#### ABOUT THIS EXERCISE
Word for word, transcribe the material below from its first line to the line with "use serde_json::Value;", both included.

#### RECORDED DATA
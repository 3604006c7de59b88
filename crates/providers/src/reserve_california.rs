use std::collections::HashMap;
use std::time::Duration;

use async_trait::async_trait;
use chrono::{DateTime, NaiveDate, Utc};
use reqwest::Client;
use serde::{Deserialize, Serialize};
use serde_json::Value;
use tracing::{debug, info, warn};

use crate::bucketing::{normalize_days, single_span};
use crate::error::ProviderError;
use crate::http::{RetryPolicy, polite_pause, send_json, with_retry};
use crate::provider::Provider;
use crate::types::{AvailabilityCell, CampgroundEntry, CampsiteEntry, DateRange};

/// Registry key for ReserveCalifornia
pub const RESERVE_CALIFORNIA: &str = "reservecalifornia";

/// Base URLs used by the ReserveCalifornia adapter
#[derive(Debug, Clone)]
pub struct ReserveCaliforniaEndpoints {
    /// Reservation API (grid search, facility and unit lookups)
    pub api_base_url: String,
    /// Public site used for booking links
    pub public_base_url: String,
}

impl Default for ReserveCaliforniaEndpoints {
    fn default() -> Self {
        Self {
            api_base_url: "https://calirdr.usedirect.com/rdr/rdr".to_string(),
            public_base_url: "https://www.reservecalifornia.com".to_string(),
        }
    }
}

/// Adapter for the ReserveCalifornia grid API
pub struct ReserveCaliforniaClient {
    client: Client,
    endpoints: ReserveCaliforniaEndpoints,
    retry: RetryPolicy,
    request_delay: Duration,
}

#[derive(Debug, Serialize)]
#[serde(rename_all = "PascalCase")]
struct GridRequest<'a> {
    facility_id: &'a str,
    start_date: String,
    end_date: String,
    unit_type_id: u32,
    min_vehicle_length: u32,
    unit_sort: &'static str,
    in_season_only: bool,
    web_only: bool,
    #[serde(rename = "IsADA")]
    is_ada: bool,
    sleeping_unit_id: u32,
    unit_category_id: u32,
}

#[derive(Debug, Deserialize)]
#[serde(rename_all = "PascalCase")]
struct GridResponse {
    facility: GridFacility,
}

#[derive(Debug, Deserialize)]
#[serde(rename_all = "PascalCase")]
struct GridFacility {
    #[serde(default)]
    units: HashMap<String, Value>,
}

#[derive(Debug, Deserialize)]
#[serde(rename_all = "PascalCase")]
struct GridUnit {
    unit_id: Value,
    name: Option<String>,
    short_name: Option<String>,
    unit_type_name: Option<String>,
    #[serde(default)]
    is_ada: bool,
    #[serde(default)]
    slices: HashMap<String, Value>,
}

#[derive(Debug, Deserialize)]
#[serde(rename_all = "PascalCase")]
struct GridSlice {
    date: String,
    #[serde(default)]
    is_free: bool,
    #[serde(default)]
    is_blocked: bool,
    #[serde(default)]
    is_walkin: bool,
}

#[derive(Debug, Deserialize)]
#[serde(rename_all = "PascalCase")]
struct FacilityListing {
    facility_id: Value,
    name: String,
    description: Option<String>,
    latitude: Option<f64>,
    longitude: Option<f64>,
    #[serde(default)]
    amenities: Vec<Value>,
}

#[derive(Debug, Deserialize)]
#[serde(rename_all = "PascalCase")]
struct UnitDetail {
    name: Option<String>,
    unit_type_name: Option<String>,
    loop_name: Option<String>,
    latitude: Option<f64>,
    longitude: Option<f64>,
    max_occupancy: Option<u32>,
    max_vehicle_length: Option<f64>,
    #[serde(rename = "IsADA")]
    is_ada: Option<bool>,
    #[serde(default)]
    amenities: Vec<Value>,
    #[serde(default)]
    allowed_equipment: Vec<Value>,
    nightly_rate: Option<f64>,
}

/// Upstream ids come back as numbers or strings depending on the endpoint
fn id_string(raw: &Value) -> Option<String> {
    match raw {
        Value::String(s) if !s.is_empty() => Some(s.clone()),
        Value::Number(n) => Some(n.to_string()),
        _ => None,
    }
}

fn labels(raw: &[Value]) -> Vec<String> {
    raw.iter()
        .filter_map(|item| {
            item.as_str()
                .map(str::to_string)
                .or_else(|| item.get("Name").and_then(Value::as_str).map(str::to_string))
        })
        .collect()
}

fn format_grid_date(day: NaiveDate) -> String {
    day.format("%m-%d-%Y").to_string()
}

impl ReserveCaliforniaClient {
    /// Create a new ReserveCalifornia adapter on top of the shared client
    pub fn new(client: Client) -> Self {
        Self::with_endpoints(client, ReserveCaliforniaEndpoints::default())
    }

    /// Create an adapter pointed at custom base URLs
    pub fn with_endpoints(client: Client, endpoints: ReserveCaliforniaEndpoints) -> Self {
        Self {
            client,
            endpoints,
            retry: RetryPolicy::default(),
            request_delay: Duration::from_millis(250),
        }
    }

    /// Overrides the retry policy used for upstream calls
    pub fn with_retry_policy(mut self, retry: RetryPolicy) -> Self {
        self.retry = retry;
        self
    }

    /// Overrides the pause between consecutive upstream calls
    pub fn with_request_delay(mut self, delay: Duration) -> Self {
        self.request_delay = delay;
        self
    }

    async fn search_grid(
        &self,
        campground_id: &str,
        range: DateRange,
    ) -> Result<GridResponse, ProviderError> {
        let url = format!("{}/search/grid", self.endpoints.api_base_url);
        let body = GridRequest {
            facility_id: campground_id,
            start_date: format_grid_date(range.start),
            end_date: format_grid_date(range.end),
            unit_type_id: 0,
            min_vehicle_length: 0,
            unit_sort: "orderby",
            in_season_only: true,
            web_only: true,
            is_ada: false,
            sleeping_unit_id: 0,
            unit_category_id: 0,
        };
        debug!("Grid search for facility {} over {}", campground_id, range);

        let label = format!("grid {} {}", campground_id, range);
        with_retry(&self.retry, &label, || {
            send_json(self.client.post(&url).json(&body))
        })
        .await
    }

    /// Decodes the unit map, logging and dropping malformed units
    fn decode_units(campground_id: &str, units: HashMap<String, Value>) -> Vec<(String, GridUnit)> {
        units
            .into_iter()
            .filter_map(|(key, raw)| match serde_json::from_value::<GridUnit>(raw) {
                Ok(unit) => {
                    let unit_id = id_string(&unit.unit_id).unwrap_or(key);
                    Some((unit_id, unit))
                }
                Err(e) => {
                    warn!("Skipping malformed unit {} in {}: {}", key, campground_id, e);
                    None
                }
            })
            .collect()
    }

    fn parse_grid(
        &self,
        campground_id: &str,
        grid: GridResponse,
        range: DateRange,
        checked_at: DateTime<Utc>,
    ) -> Vec<AvailabilityCell> {
        let mut cells = Vec::new();

        for (unit_id, unit) in Self::decode_units(campground_id, grid.facility.units) {
            let site_name = unit
                .short_name
                .clone()
                .or_else(|| unit.name.clone())
                .unwrap_or_else(|| unit_id.clone());

            for (key, raw) in unit.slices {
                let slice: GridSlice = match serde_json::from_value(raw) {
                    Ok(slice) => slice,
                    Err(e) => {
                        warn!("Skipping malformed slice {} for unit {}: {}", key, unit_id, e);
                        continue;
                    }
                };
                let day = match slice
                    .date
                    .get(..10)
                    .and_then(|d| NaiveDate::parse_from_str(d, "%Y-%m-%d").ok())
                {
                    Some(day) => day,
                    None => {
                        warn!("Failed to parse date {} for unit {}", slice.date, unit_id);
                        continue;
                    }
                };
                if !range.contains(day) {
                    continue;
                }

                cells.push(AvailabilityCell {
                    provider: RESERVE_CALIFORNIA.to_string(),
                    campground_id: campground_id.to_string(),
                    site_id: unit_id.clone(),
                    site_name: site_name.clone(),
                    day,
                    available: slice.is_free && !slice.is_blocked && !slice.is_walkin,
                    price: None,
                    checked_at,
                });
            }
        }

        cells
    }

    async fn fetch_unit_detail(&self, unit_id: &str) -> Result<UnitDetail, ProviderError> {
        let url = format!(
            "{}/fd/units/{}",
            self.endpoints.api_base_url,
            urlencoding::encode(unit_id)
        );
        let label = format!("unit detail {}", unit_id);
        with_retry(&self.retry, &label, || send_json(self.client.get(&url))).await
    }

    fn campsite_from_unit(&self, campground_id: &str, unit_id: &str, unit: &GridUnit) -> CampsiteEntry {
        CampsiteEntry {
            provider: RESERVE_CALIFORNIA.to_string(),
            campground_id: campground_id.to_string(),
            site_id: unit_id.to_string(),
            name: unit
                .short_name
                .clone()
                .or_else(|| unit.name.clone())
                .unwrap_or_else(|| unit_id.to_string()),
            site_type: unit.unit_type_name.clone(),
            accessible: unit.is_ada,
            url: self.campsite_url(campground_id, unit_id),
            ..Default::default()
        }
    }
}

fn merge_unit_detail(mut entry: CampsiteEntry, detail: UnitDetail) -> CampsiteEntry {
    if let Some(name) = detail.name {
        entry.name = name;
    }
    entry.site_type = detail.unit_type_name.or(entry.site_type);
    entry.loop_name = detail.loop_name.or(entry.loop_name);
    entry.latitude = detail.latitude.or(entry.latitude);
    entry.longitude = detail.longitude.or(entry.longitude);
    entry.max_people = detail.max_occupancy.or(entry.max_people);
    entry.price = detail.nightly_rate.or(entry.price);
    entry.accessible = detail.is_ada.unwrap_or(entry.accessible);

    let amenities = labels(&detail.amenities);
    if !amenities.is_empty() {
        entry.amenities = amenities;
    }
    let mut equipment = labels(&detail.allowed_equipment);
    if let Some(len) = detail.max_vehicle_length.filter(|len| *len > 0.0) {
        equipment.push(format!("Vehicle up to {} ft", len));
    }
    if !equipment.is_empty() {
        entry.equipment = equipment;
    }

    entry
}

#[async_trait]
impl Provider for ReserveCaliforniaClient {
    fn name(&self) -> &'static str {
        RESERVE_CALIFORNIA
    }

    /// The grid accepts any span, so one min-to-max range is enough
    fn plan_buckets(&self, days: &[DateTime<Utc>]) -> Vec<DateRange> {
        single_span(&normalize_days(days))
    }

    async fn fetch_availability(
        &self,
        campground_id: &str,
        range: DateRange,
    ) -> Result<Vec<AvailabilityCell>, ProviderError> {
        let grid = self.search_grid(campground_id, range).await?;
        Ok(self.parse_grid(campground_id, grid, range, Utc::now()))
    }

    async fn fetch_catalog(&self) -> Result<Vec<CampgroundEntry>, ProviderError> {
        // the listing is unpaged and each record already carries the catalog fields
        let url = format!("{}/fd/facilities", self.endpoints.api_base_url);
        let records: Vec<Value> =
            with_retry(&self.retry, "facility listing", || send_json(self.client.get(&url)))
                .await?;
        info!("ReserveCalifornia listed {} facilities", records.len());

        let mut entries = Vec::new();
        for raw in records {
            let facility: FacilityListing = match serde_json::from_value(raw) {
                Ok(facility) => facility,
                Err(e) => {
                    warn!("Skipping malformed facility: {}", e);
                    continue;
                }
            };
            let Some(campground_id) = id_string(&facility.facility_id) else {
                warn!("Skipping facility {} without an id", facility.name);
                continue;
            };

            entries.push(CampgroundEntry {
                provider: RESERVE_CALIFORNIA.to_string(),
                url: self.campground_url(&campground_id),
                campground_id,
                name: facility.name,
                description: facility.description.filter(|d| !d.is_empty()),
                latitude: facility.latitude,
                longitude: facility.longitude,
                amenities: labels(&facility.amenities),
                price: None,
            });
        }

        Ok(entries)
    }

    async fn fetch_site_catalog(
        &self,
        campground_id: &str,
    ) -> Result<Vec<CampsiteEntry>, ProviderError> {
        let today = Utc::now().date_naive();
        let grid = self
            .search_grid(campground_id, DateRange::single(today))
            .await?;

        let mut entries = Vec::new();
        for (unit_id, unit) in Self::decode_units(campground_id, grid.facility.units) {
            let coarse = self.campsite_from_unit(campground_id, &unit_id, &unit);
            polite_pause(self.request_delay).await;

            let entry = match self.fetch_unit_detail(&unit_id).await {
                Ok(detail) => merge_unit_detail(coarse, detail),
                Err(e) => {
                    warn!(
                        "Unit detail failed for {} in {}, keeping grid metadata: {}",
                        unit_id, campground_id, e
                    );
                    coarse
                }
            };
            entries.push(entry);
        }

        Ok(entries)
    }

    fn campground_url(&self, campground_id: &str) -> String {
        format!(
            "{}/Web/#!park/{}",
            self.endpoints.public_base_url,
            urlencoding::encode(campground_id)
        )
    }

    fn campsite_url(&self, campground_id: &str, site_id: &str) -> String {
        format!(
            "{}/Web/#!park/{}/{}",
            self.endpoints.public_base_url,
            urlencoding::encode(campground_id),
            urlencoding::encode(site_id)
        )
    }
}
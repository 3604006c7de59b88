use async_trait::async_trait;
use reqwest::Client;
use serde::Serialize;
use tracing::{debug, info};

use crate::types::NotificationError;

/// Outbound chat transport
#[async_trait]
pub trait ChatClient: Send + Sync {
    /// Sends a direct message to one user
    async fn send_to_user(&self, user_id: &str, text: &str) -> Result<(), NotificationError>;

    /// Posts a message to a shared channel
    async fn send_to_channel(&self, channel: &str, text: &str) -> Result<(), NotificationError>;
}

/// Posts messages as JSON to a chat webhook
pub struct WebhookChatClient {
    client: Client,
    webhook_url: String,
}

#[derive(Serialize)]
struct WebhookPayload<'a> {
    #[serde(skip_serializing_if = "Option::is_none")]
    user_id: Option<&'a str>,
    #[serde(skip_serializing_if = "Option::is_none")]
    channel: Option<&'a str>,
    text: &'a str,
}

impl WebhookChatClient {
    /// Creates a webhook client sharing the process HTTP client
    pub fn new(client: Client, webhook_url: impl Into<String>) -> Self {
        Self {
            client,
            webhook_url: webhook_url.into(),
        }
    }

    async fn post(&self, payload: &WebhookPayload<'_>) -> Result<(), NotificationError> {
        let response = self
            .client
            .post(&self.webhook_url)
            .json(payload)
            .send()
            .await
            .map_err(|e| NotificationError::Transient(e.to_string()))?;

        let status = response.status();
        debug!("Webhook responded with {}", status);

        if status.is_success() {
            return Ok(());
        }

        let body = response.text().await.unwrap_or_default();
        if status.as_u16() == 429 || status.is_server_error() {
            Err(NotificationError::Transient(format!("HTTP {} - {}", status, body)))
        } else {
            Err(NotificationError::Rejected(format!("HTTP {} - {}", status, body)))
        }
    }
}

#[async_trait]
impl ChatClient for WebhookChatClient {
    async fn send_to_user(&self, user_id: &str, text: &str) -> Result<(), NotificationError> {
        self.post(&WebhookPayload {
            user_id: Some(user_id),
            channel: None,
            text,
        })
        .await
    }

    async fn send_to_channel(&self, channel: &str, text: &str) -> Result<(), NotificationError> {
        self.post(&WebhookPayload {
            user_id: None,
            channel: Some(channel),
            text,
        })
        .await
    }
}

/// Chat client that only logs, used when no webhook is configured
pub struct LogChatClient;

#[async_trait]
impl ChatClient for LogChatClient {
    async fn send_to_user(&self, user_id: &str, text: &str) -> Result<(), NotificationError> {
        info!("💬 [to user {}]\n{}", user_id, text);
        Ok(())
    }

    async fn send_to_channel(&self, channel: &str, text: &str) -> Result<(), NotificationError> {
        info!("💬 [#{}]\n{}", channel, text);
        Ok(())
    }
}
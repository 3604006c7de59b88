//! # Web Handlers for the Availability Engine
//!
//! HTTP entry points for on-demand refreshes, catalog maintenance and health.

/// On-demand refresh handlers
mod adhoc_handlers;
pub use adhoc_handlers::*;

/// Catalog maintenance and health handlers
mod admin_handlers;
pub use admin_handlers::*;

#[cfg(test)]
mod test_support;
use std::collections::BTreeMap;

use async_trait::async_trait;
use campground_scan::{
    AdhocScrapeRequest, AdhocStatus, DIGEST_TOP_CAMPGROUNDS, Store, StoreError, Subscription,
};
use chrono::{DateTime, NaiveDate, Utc};
use notification_services::{CampgroundActivity, DigestSummary, NotificationEvent};
use providers::{AvailabilityCell, CampgroundEntry, CampsiteEntry, DateRange};
use sqlx::postgres::PgRow;
use sqlx::types::Json;
use sqlx::{PgPool, Row};
use tracing::debug;
use uuid::Uuid;

/// PostgreSQL implementation of the scan store
#[derive(Clone)]
pub struct PgStore {
    pool: PgPool,
}

impl PgStore {
    /// Wraps an existing pool
    pub fn new(pool: PgPool) -> Self {
        Self { pool }
    }
}

const SUBSCRIPTION_COLUMNS: &str = "id, user_id, provider, campground_id, site_filter, \
     start_date, end_date, active, created_at";

const ADHOC_COLUMNS: &str = "id, provider, campground_id, requester_id, requested_at, status, finished_at";

/// Splits ranges into parallel start/end arrays for `UNNEST`
fn range_bounds(covered: &[DateRange]) -> (Vec<NaiveDate>, Vec<NaiveDate>) {
    covered.iter().map(|r| (r.start, r.end)).unzip()
}

/// Keeps covered cells only, one per (site, day), last one winning
fn covered_cells<'a>(
    covered: &[DateRange],
    cells: &'a [AvailabilityCell],
) -> Vec<&'a AvailabilityCell> {
    let mut unique: BTreeMap<(&str, NaiveDate), &AvailabilityCell> = BTreeMap::new();
    for cell in cells {
        if covered.iter().any(|r| r.contains(cell.day)) {
            unique.insert((cell.site_id.as_str(), cell.day), cell);
        }
    }
    unique.into_values().collect()
}

fn adhoc_from_row(row: &PgRow) -> Result<AdhocScrapeRequest, StoreError> {
    let status: String = row.try_get("status")?;
    Ok(AdhocScrapeRequest {
        id: row.try_get("id")?,
        provider: row.try_get("provider")?,
        campground_id: row.try_get("campground_id")?,
        requester_id: row.try_get("requester_id")?,
        requested_at: row.try_get("requested_at")?,
        status: status.parse().map_err(StoreError::Serialization)?,
        finished_at: row.try_get("finished_at")?,
    })
}
//! # Notification Services
//!
//! Chat delivery for availability alerts and the periodic digest. Messages are
//! queued and delivered by a bounded pool of workers with retry, so callers
//! never wait on the chat backend.

/// Event, digest and error types
mod types;
pub use types::*;

/// Chat transports
mod chat;
pub use chat::*;

/// Message rendering
pub mod message;

/// Queue and worker pool
mod notifier;
pub use notifier::*;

#### OUTPUT BELOW
repository 3604006c7de59b88
filename crates/providers/src/reserve_california.rs
use std::collections::HashMap;
use std::time::Duration;

use async_trait::async_trait;
use chrono::{DateTime, NaiveDate, Utc};
use reqwest::Client;
use serde::{Deserialize, Serialize};
use serde_json::Value;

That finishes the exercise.